Sinuses are simply hollow air spaces in the body. There are about 60 sinuses throughout the human body, but when you talk about the pain and symptoms of a "sinus attack", you are referring to the four pairs of sinuses known as the paranasal sinuses.

These sinuses are located in the skull surrounding the nose. The four pair includes:

1. Frontal sinuses are located over the eyes in the brow area
2. Maxillary sinuses are inside each cheekbone
3. Ethmoid sinuses are found behind the bridge of the nose and between the eyes
4. Sphenoid sinuses are deeper behind the ethmoids behind the eyes

Each sinus has an opening into the nose for the free exchange of air and mucus. To function normally and stay healthy, each sinus cavity must drain adequately and continuously and must contain air and have a free exchange of air with the nose.

Anything that causes swelling in the nose whether it be a infection or an allergy, can also affect the sinuses.
Air trapped within a blocked sinus, along with pus, may cause pressure on the sinus wall. Also when air is prevented from entering a paranasal sinus because of some blockage, a vacuum can be created which can be painful.

Where is your sinus pain? That depends on which sinus is affected. Pain when your forehead is touched may mean the frontal sinuses are inflamed.

If your upper jaw and teeth ache and your cheeks become tender to the touch, it may be your maxillary sinuses that are infected.

Pain around and between your eyes may indicate the ethmoid sinuses are inflamed. Earaches, neck pain and aching on top of your head could be inflammation of the sphenoid sinuses.

However, most people with sinusitis have pain in multiple locations. Other symptoms of sinusitis could be fever, weakness, heavy cough at night and congestion.

The postnasal drip may irritate the throat and upper windpipe. Rarely, severe complications cn be seen in sinusitis like brain infections.

Keeping it simple, sinusitis is either acute or chronic. Acute sinusitis usually starts with a common cold where the cold virus inflames the tissues. Typically both the cold and the sinus inflammation usually go away within a couple of weeks. The inflammation caused by a cold may cause congestion and swell the nasal passages.

When the sinus openings become too narrow they can not drain properly. The mucus builds up and becomes a perfect medium for bacterial growth. The upper respiratory tract contains bacteria like Streptococcus pneumonia and Haemophilus influenza which can invade the blocked sinus and multiply, causing an acute sinus infection.

Occasionally, fungal infections like Aspergillus can also cause acute sinusitis.

Chronic sinusitis is more difficult to determine.
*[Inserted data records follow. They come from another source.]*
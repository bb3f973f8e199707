//! Server configuration
//!
//! All knobs are clap flags with environment fallbacks. The external
//! tool binaries are configurable so tests can substitute stubs.

use clap::Parser;
use std::path::PathBuf;

/// RACS container build orchestrator
#[derive(Parser, Debug, Clone)]
#[command(name = "racs-server", about = "RACS container build orchestrator", long_about = None)]
pub struct Config {
    /// Listen address
    #[arg(long, env = "RACS_BIND_ADDR", default_value = "0.0.0.0:8080")]
    pub bind_addr: String,

    /// SQLite database path (or a full sqlite: URL)
    #[arg(long, env = "RACS_DATABASE", default_value = "main.db")]
    pub database: String,

    /// Data directory holding projects/, tasks/ and uploads/
    #[arg(long, env = "RACS_DATA_DIR", default_value = ".")]
    pub data_dir: PathBuf,

    /// Allow all actions without authentication
    #[arg(long, env = "RACS_NO_LOGIN")]
    pub no_login: bool,

    /// Bearer token accepted on admin endpoints and protected webhooks
    #[arg(long, env = "RACS_ADMIN_TOKEN")]
    pub admin_token: Option<String>,

    /// Container tool binary
    #[arg(long, env = "RACS_CONTAINER_TOOL", default_value = "podman")]
    pub container_tool: String,

    /// Version control tool binary
    #[arg(long, env = "RACS_GIT_TOOL", default_value = "git")]
    pub git_tool: String,

    /// Filesystem removal tool binary
    #[arg(long, env = "RACS_RM_TOOL", default_value = "rm")]
    pub rm_tool: String,

    /// Image pruning interval in seconds (0 disables the pruner)
    #[arg(long, env = "RACS_PRUNE_INTERVAL", default_value_t = 60)]
    pub prune_interval: u64,
}

impl Config {
    /// Connection URL for the sqlx sqlite driver
    pub fn database_url(&self) -> String {
        if self.database.starts_with("sqlite:") {
            self.database.clone()
        } else {
            format!("sqlite://{}?mode=rwc", self.database)
        }
    }

    /// Validates the configuration
    pub fn validate(&self) -> anyhow::Result<()> {
        if self.bind_addr.is_empty() {
            anyhow::bail!("bind_addr cannot be empty");
        }
        if self.database.is_empty() {
            anyhow::bail!("database cannot be empty");
        }
        if !self.no_login && self.admin_token.is_none() {
            anyhow::bail!("either an admin token must be configured or --no-login set");
        }
        Ok(())
    }
}

impl Default for Config {
    fn default() -> Self {
        Self {
            bind_addr: "0.0.0.0:8080".to_string(),
            database: "main.db".to_string(),
            data_dir: PathBuf::from("."),
            no_login: false,
            admin_token: None,
            container_tool: "podman".to_string(),
            git_tool: "git".to_string(),
            rm_tool: "rm".to_string(),
            prune_interval: 60,
        }
    }
}

#[cfg(test)]
mod tests {
    use super::*;

    #[test]
    fn test_database_url() {
        let mut config = Config::default();
        assert_eq!(config.database_url(), "sqlite://main.db?mode=rwc");
        config.database = "sqlite::memory:".to_string();
        assert_eq!(config.database_url(), "sqlite::memory:");
    }

    #[test]
    fn test_validation_requires_auth_choice() {
        let mut config = Config::default();
        assert!(config.validate().is_err());
        config.no_login = true;
        assert!(config.validate().is_ok());
        config.no_login = false;
        config.admin_token = Some("secret".to_string());
        assert!(config.validate().is_ok());
    }
}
They are frequently the result of allergies, pollutants, immune status and asthma.

Diagnosis of acute sinusitis may include a physical examination, symptoms and occasionally CAT or MRI scans. If culture is required, aspiration of the sinus for culture is best.
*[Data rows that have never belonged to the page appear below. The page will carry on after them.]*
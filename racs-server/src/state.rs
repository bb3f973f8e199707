//! Process-wide shared state
//!
//! The project, registry and credential maps are read by workers, the
//! broker and the HTTP surface, and mutated by handlers and workers.
//! Mutations are serialized behind async RwLocks; readers may observe
//! slightly stale snapshots. All worker-owned project fields (state,
//! version, buildHash, commit, task window) are written only by the
//! project's own worker.

use std::collections::HashMap;
use std::sync::Arc;

use racs_core::domain::credential::Credential;
use racs_core::domain::project::Project;
use racs_core::domain::registry::Registry;
use racs_core::domain::request::StageRequest;
use racs_core::dto::project::ProjectInfo;
use sqlx::SqlitePool;
use tokio::sync::{mpsc, RwLock};

use crate::config::Config;
use crate::engine::broker::BrokerHandle;
use crate::layout::Layout;

/// Capacity of a project's stage-request queue; producers to a full
/// queue suspend, which is the backpressure contract.
pub const QUEUE_CAPACITY: usize = 10;

pub type RegistryMap = Arc<RwLock<HashMap<i64, Arc<RwLock<Registry>>>>>;
pub type CredentialMap = Arc<RwLock<HashMap<i64, Credential>>>;
pub type ProjectMap = Arc<RwLock<HashMap<i64, ProjectHandle>>>;

/// Shared handle to one project: its queue and its guarded aggregate
#[derive(Clone)]
pub struct ProjectHandle {
    pub queue: mpsc::Sender<StageRequest>,
    pub project: Arc<RwLock<Project>>,
}

pub struct AppState {
    pub config: Config,
    pub layout: Layout,
    pub pool: SqlitePool,
    pub broker: BrokerHandle,
    pub registries: RegistryMap,
    pub credentials: CredentialMap,
    pub projects: ProjectMap,
}

impl AppState {
    pub async fn project(&self, id: i64) -> Option<ProjectHandle> {
        self.projects.read().await.get(&id).cloned()
    }

    /// Snapshot of one project, with credential descriptions resolved
    pub async fn project_info(&self, project: &Project) -> ProjectInfo {
        let credentials = self.credentials.read().await;
        ProjectInfo::from_project(project, |id| {
            credentials.get(&id).map(|c| c.description.clone())
        })
    }

    /// Id-ordered snapshot of every project
    pub async fn project_list(&self) -> Vec<ProjectInfo> {
        snapshot_projects(&self.projects, &self.credentials).await
    }
}

/// Builds the id-ordered project list used by `/project/list` and the
/// broker's bootstrap event.
pub async fn snapshot_projects(
    projects: &ProjectMap,
    credentials: &CredentialMap,
) -> Vec<ProjectInfo> {
    let handles: Vec<ProjectHandle> = projects.read().await.values().cloned().collect();
    let credentials = credentials.read().await;
    let mut result = Vec::with_capacity(handles.len());
    for handle in handles {
        let project = handle.project.read().await;
        result.push(ProjectInfo::from_project(&project, |id| {
            credentials.get(&id).map(|c| c.description.clone())
        }));
    }
    result.sort_by_key(|info| info.id);
    result
}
You may be treated after diagnosis with decongestants, pain relievers and antibiotic if required.

For chronic sinusitis, steroid nasal sprays may be prescribed over long periods, however long term safety of these medications are not fully understood. Things you can do at home are inhaling steam and saline nasal spray to give some comfort.

Sometimes, surgery is the only way to treat chronic sinusitis. Removal of adenoids in children usually solves the problem. Frequently the adenoids block the nasal-sinus passages.